Documented in semPower.powerMI

#' semPower.powerMI
#'
#' Convenience function for performing power analyses for hypothesis arising 
#' in multigroup measurement invariance models concerning a specific level of invariance.
#' This requires the lavaan package.
#' 
#' @param type type of power analysis, one of `'a-priori'`, `'post-hoc'`, `'compromise'`.
#' @param comparison comparison model, either `'saturated'` or one of `'configural'`, `'metric'`, `'scalar'`, `'covariances'`, or a vector of restrictions in `lavaan` format (with `'none'` for no restrictions). See details.
#' @param nullEffect defines the hypothesis (i.e., level of invariance) of interest. One of `'metric'`, `'scalar'`, `'residual'`, `'covariances'`, `'means'` or a vector of restrictions in `lavaan` format. See details.   
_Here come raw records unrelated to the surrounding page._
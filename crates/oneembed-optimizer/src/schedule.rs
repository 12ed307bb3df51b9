//! Learning-rate schedules.
//!
//! A schedule maps the global training step to a learning rate. The step is
//! an explicit input; [`ScheduleState`] owns the process-wide counter and
//! advances it exactly once per update batch.

use std::sync::atomic::{AtomicU64, Ordering};

use oneembed_core::LearningRateScheduleOptions;

/// A learning rate schedule function.
pub trait LearningRateFunction: Send + Sync + std::fmt::Debug {
    /// Returns the learning rate at the given `global_step`.
    fn value(&self, global_step: u64) -> f32;
}

/// Polynomial decay learning rate schedule.
///
/// Mirrors TF v1 `tf.compat.v1.train.polynomial_decay`.
#[derive(Debug, Clone, PartialEq)]
pub struct PolynomialDecay {
    pub initial_learning_rate: f32,
    pub decay_steps: u64,
    pub end_learning_rate: f32,
    pub power: f32,
    pub cycle: bool,
}

impl PolynomialDecay {
    /// Creates a new polynomial decay schedule.
    pub fn new(initial_learning_rate: f32, decay_steps: u64) -> Self {
        Self {
            initial_learning_rate,
            decay_steps,
            end_learning_rate: 0.0,
            power: 1.0,
            cycle: false,
        }
    }

    pub fn with_end_learning_rate(mut self, end_learning_rate: f32) -> Self {
        self.end_learning_rate = end_learning_rate;
        self
    }

    pub fn with_power(mut self, power: f32) -> Self {
        self.power = power;
        self
    }

    pub fn with_cycle(mut self, cycle: bool) -> Self {
        self.cycle = cycle;
        self
    }
}

impl LearningRateFunction for PolynomialDecay {
    fn value(&self, global_step: u64) -> f32 {
        let decay_steps = self.decay_steps.max(1);
        let gs = global_step;
        // if cycle:
        //   decay_steps = decay_steps * ceil(gs / decay_steps)
        // else:
        //   gs = min(gs, decay_steps)
        let (gs, decay_steps) = if self.cycle {
            let div = gs.div_ceil(decay_steps).max(1);
            (gs, decay_steps.saturating_mul(div))
        } else {
            (gs.min(decay_steps), decay_steps)
        };
        let step = gs as f64;
        let ds = decay_steps as f64;
        let frac = (1.0 - step / ds).clamp(0.0, 1.0);
        let span = f64::from(self.initial_learning_rate) - f64::from(self.end_learning_rate);
        (span * frac.powf(f64::from(self.power)) + f64::from(self.end_learning_rate)) as f32
    }
}

/// Linear warmup ramp.
///
/// Over steps `[0, warmup_steps)` the multiplier rises linearly from
/// `start_multiplier` toward 1; from `warmup_steps` on it is exactly 1.
#[derive(Debug, Clone, PartialEq)]
pub struct LinearWarmup {
    pub warmup_steps: u64,
    pub start_multiplier: f32,
}

impl LinearWarmup {
    pub fn new(warmup_steps: u64, start_multiplier: f32) -> Self {
        Self {
            warmup_steps,
            start_multiplier,
        }
    }

    /// Returns `true` while `global_step` is inside the ramp.
    pub fn is_warming_up(&self, global_step: u64) -> bool {
        global_step < self.warmup_steps
    }

    /// Multiplier applied to the base rate at `global_step`.
    pub fn multiplier(&self, global_step: u64) -> f32 {
        if !self.is_warming_up(global_step) {
            return 1.0;
        }
        let progress = global_step as f64 / self.warmup_steps as f64;
        let start = f64::from(self.start_multiplier);
        (start + (1.0 - start) * progress) as f32
    }
}

/// Warmup followed by optional decay.
///
/// Decay starts when warmup ends: the decay curve is evaluated at
/// `global_step - warmup_steps`.
#[derive(Debug, Clone, PartialEq)]
pub struct LearningRateSchedule {
    base_learning_rate: f32,
    warmup: Option<LinearWarmup>,
    decay: Option<PolynomialDecay>,
}

impl LearningRateSchedule {
    /// A constant learning rate.
    pub fn constant(base_learning_rate: f32) -> Self {
        Self {
            base_learning_rate,
            warmup: None,
            decay: None,
        }
    }

    /// Builds the schedule described by the options blob.
    pub fn from_options(options: &LearningRateScheduleOptions) -> Self {
        let base = options.learning_rate;
        let warmup = options
            .warmup
            .as_ref()
            .filter(|w| w.warmup_batches > 0)
            .map(|w| LinearWarmup::new(w.warmup_batches, w.start_multiplier));
        let decay = options.learning_rate_decay.as_ref().map(|d| {
            PolynomialDecay::new(base, d.decay_batches)
                .with_end_learning_rate(d.end_learning_rate)
                .with_power(d.power)
                .with_cycle(d.cycle)
        });
        Self {
            base_learning_rate: base,
            warmup,
            decay,
        }
    }

    pub fn with_warmup(mut self, warmup: LinearWarmup) -> Self {
        self.warmup = Some(warmup);
        self
    }

    pub fn with_decay(mut self, decay: PolynomialDecay) -> Self {
        self.decay = Some(decay);
        self
    }

    pub fn base_learning_rate(&self) -> f32 {
        self.base_learning_rate
    }

    fn warmup_steps(&self) -> u64 {
        self.warmup.as_ref().map_or(0, |w| w.warmup_steps)
    }
}

impl LearningRateFunction for LearningRateSchedule {
    fn value(&self, global_step: u64) -> f32 {
        if let Some(warmup) = self.warmup.as_ref().filter(|w| w.is_warming_up(global_step)) {
            return self.base_learning_rate * warmup.multiplier(global_step);
        }
        match &self.decay {
            Some(decay) => decay.value(global_step - self.warmup_steps()),
            None => self.base_learning_rate,
        }
    }
}

/// Process-wide training step counter.
///
/// Starts at 0 (or the step restored from a persisted table) and only moves
/// forward.
#[derive(Debug, Default)]
pub struct ScheduleState {
    step: AtomicU64,
}

impl ScheduleState {
    /// Creates a counter starting at `step`.
    pub fn starting_at(step: u64) -> Self {
        Self {
            step: AtomicU64::new(step),
        }
    }

    /// Returns the step the next update batch will use.
    pub fn current(&self) -> u64 {
        self.step.load(Ordering::Acquire)
    }

    /// Claims the current step for one update batch and advances the counter.
    pub fn advance(&self) -> u64 {
        self.step.fetch_add(1, Ordering::AcqRel)
    }
}

#[cfg(test)]
mod tests {
    use super::*;
    use oneembed_core::{DecayKind, DecayOptions, WarmupKind, WarmupOptions};

    fn stock_schedule() -> LearningRateSchedule {
        LearningRateSchedule::from_options(&LearningRateScheduleOptions {
            learning_rate: 24.0,
            learning_rate_decay: Some(DecayOptions {
                kind: DecayKind::Polynomial,
                decay_batches: 27772,
                end_learning_rate: 0.0,
                power: 2.0,
                cycle: false,
            }),
            warmup: Some(WarmupOptions {
                kind: WarmupKind::Linear,
                warmup_batches: 2750,
                start_multiplier: 0.0,
            }),
        })
    }

    #[test]
    fn test_polynomial_decay_basic() {
        let lr_fn = PolynomialDecay::new(0.01, 10).with_end_learning_rate(0.11);
        assert!((lr_fn.value(1) - 0.02).abs() < 1e-6);
        assert!((lr_fn.value(2) - 0.03).abs() < 1e-6);
        assert!((lr_fn.value(10) - 0.11).abs() < 1e-6);
        assert!((lr_fn.value(100) - 0.11).abs() < 1e-6);
    }

    #[test]
    fn test_polynomial_decay_cycle_restarts() {
        let lr_fn = PolynomialDecay::new(1.0, 10).with_cycle(true);
        // Step 15 decays over a 20-step window.
        assert!((lr_fn.value(15) - 0.25).abs() < 1e-6);
        assert!(lr_fn.value(11) > lr_fn.value(10));
    }

    #[test]
    fn test_warmup_starts_at_zero_and_reaches_base() {
        let schedule = stock_schedule();
        assert_eq!(schedule.value(0), 0.0);
        assert!((schedule.value(1375) - 12.0).abs() < 1e-3);
        assert_eq!(schedule.value(2750), 24.0);
    }

    #[test]
    fn test_decay_is_monotone_after_warmup() {
        let schedule = stock_schedule();
        let mut previous = schedule.value(2750);
        for step in (2751..=2750 + 27772).step_by(97) {
            let lr = schedule.value(step);
            assert!(lr <= previous, "step {step}: {lr} > {previous}");
            previous = lr;
        }
        assert_eq!(schedule.value(2750 + 27772), 0.0);
        assert_eq!(schedule.value(1_000_000), 0.0);
    }

    #[test]
    fn test_warmup_multiplier_nonzero_start() {
        let warmup = LinearWarmup::new(10, 0.5);
        assert_eq!(warmup.multiplier(0), 0.5);
        assert!((warmup.multiplier(5) - 0.75).abs() < 1e-6);
        assert_eq!(warmup.multiplier(10), 1.0);
    }

    #[test]
    fn test_constant_schedule() {
        let schedule = LearningRateSchedule::constant(0.5);
        assert_eq!(schedule.value(0), 0.5);
        assert_eq!(schedule.value(u64::MAX), 0.5);
    }

    #[test]
    fn test_schedule_state_advances_once_per_call() {
        let state = ScheduleState::starting_at(3);
        assert_eq!(state.advance(), 3);
        assert_eq!(state.advance(), 4);
        assert_eq!(state.current(), 5);
    }
}
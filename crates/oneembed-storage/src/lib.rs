//! Block-structured persistent storage for the embedding engine.
//!
//! This crate provides:
//!
//! - **Block devices**: [`BlockDevice`] over chunk files ([`FileBlockDevice`])
//!   or memory ([`MemoryBlockDevice`])
//! - **Fixed table**: [`FixedTable`], the durable key to record store
//! - **Metadata**: [`TableMeta`], the layout and progress saved as `meta.json`
//!
//! # Example
//!
//! ```no_run
//! use oneembed_cache::{EmbeddingRecord, RecordLayout};
//! use oneembed_core::{FixedTableOptions, Key, OptimizerKind};
//! use oneembed_optimizer::OptimizerState;
//! use oneembed_storage::FixedTable;
//!
//! fn main() -> oneembed_core::Result<()> {
//!     let layout = RecordLayout::new(16, OptimizerKind::Sgd);
//!     let table = FixedTable::open("user", &FixedTableOptions::at("/tmp/user_table"), layout)?;
//!
//!     let record = EmbeddingRecord::new(Key::from_id(1), vec![0.0; 16], OptimizerState::None);
//!     table.put(&record)?;
//!     table.checkpoint(0)?;
//!
//!     assert!(table.get(Key::from_id(1))?.is_some());
//!     Ok(())
//! }
//! ```

mod device;
mod meta;
mod table;

pub use device::{BlockDevice, FileBlockDevice, MemoryBlockDevice};
pub use meta::{TableMeta, META_FILE};
pub use table::FixedTable;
#' @param ... mandatory further parameters related to the specific type of power analysis requested, see [semPower.aPriori()], [semPower.postHoc()], and [semPower.compromise()], and parameters specifying the factor model. See details.
#' @return a list. Use the `summary` method to obtain formatted results. Beyond the results of the power analysis and a number of effect size measures, the list contains the following components:
#' \item{`Sigma`}{the population covariance matrix. A list for multiple group models.}
#' \item{`mu`}{the population mean vector or `NULL` when no meanstructure is involved. A list for multiple group models.}
#' \item{`SigmaHat`}{the H0 model implied covariance matrix. A list for multiple group models.}
#' \item{`muHat`}{the H0 model implied mean vector or `NULL` when no meanstructure is involved. A list for multiple group models.}
#' \item{`modelH0`}{`lavaan` H0 model string.}
#' \item{`modelH1`}{`lavaan` H1 model string or `NULL` when the comparison refers to the saturated model.}
#' \item{`simRes`}{detailed simulation results when a simulated power analysis (`simulatedPower = TRUE`) was performed.}
#' @details
#' This function performs a power analysis to reject various hypotheses arising
#' in the context of multigroup measurement invariance. Multigroup invariance models 
#' fit the specified model simultaneously to various groups and place increasingly
#' restrictive cross-group equality constrains on the model parameters. The typical - but not in all parts necessary -
#' sequence is (a) configural, (b) metric, (c) scalar, and (d) residual invariance, where each level of invariance is
#' compared against the previous level (e.g., scalar vs. metric). Power analysis provides  
#' the power (or the required N) to reject a particular level of invariance.
#' 
#' For hypotheses regarding longitudinal invariance, see [semPower.powerLI()].
#'  
#' The models defined in the `comparison` and the `nullEffect` arguments can be specified in two ways. Either specify
#' a specific level of invariance that includes all previous levels:
#' \itemize{
#' \item `'configural'`: no invariance constraints. Shows the same fit as the saturated model, so only the delta df differ. 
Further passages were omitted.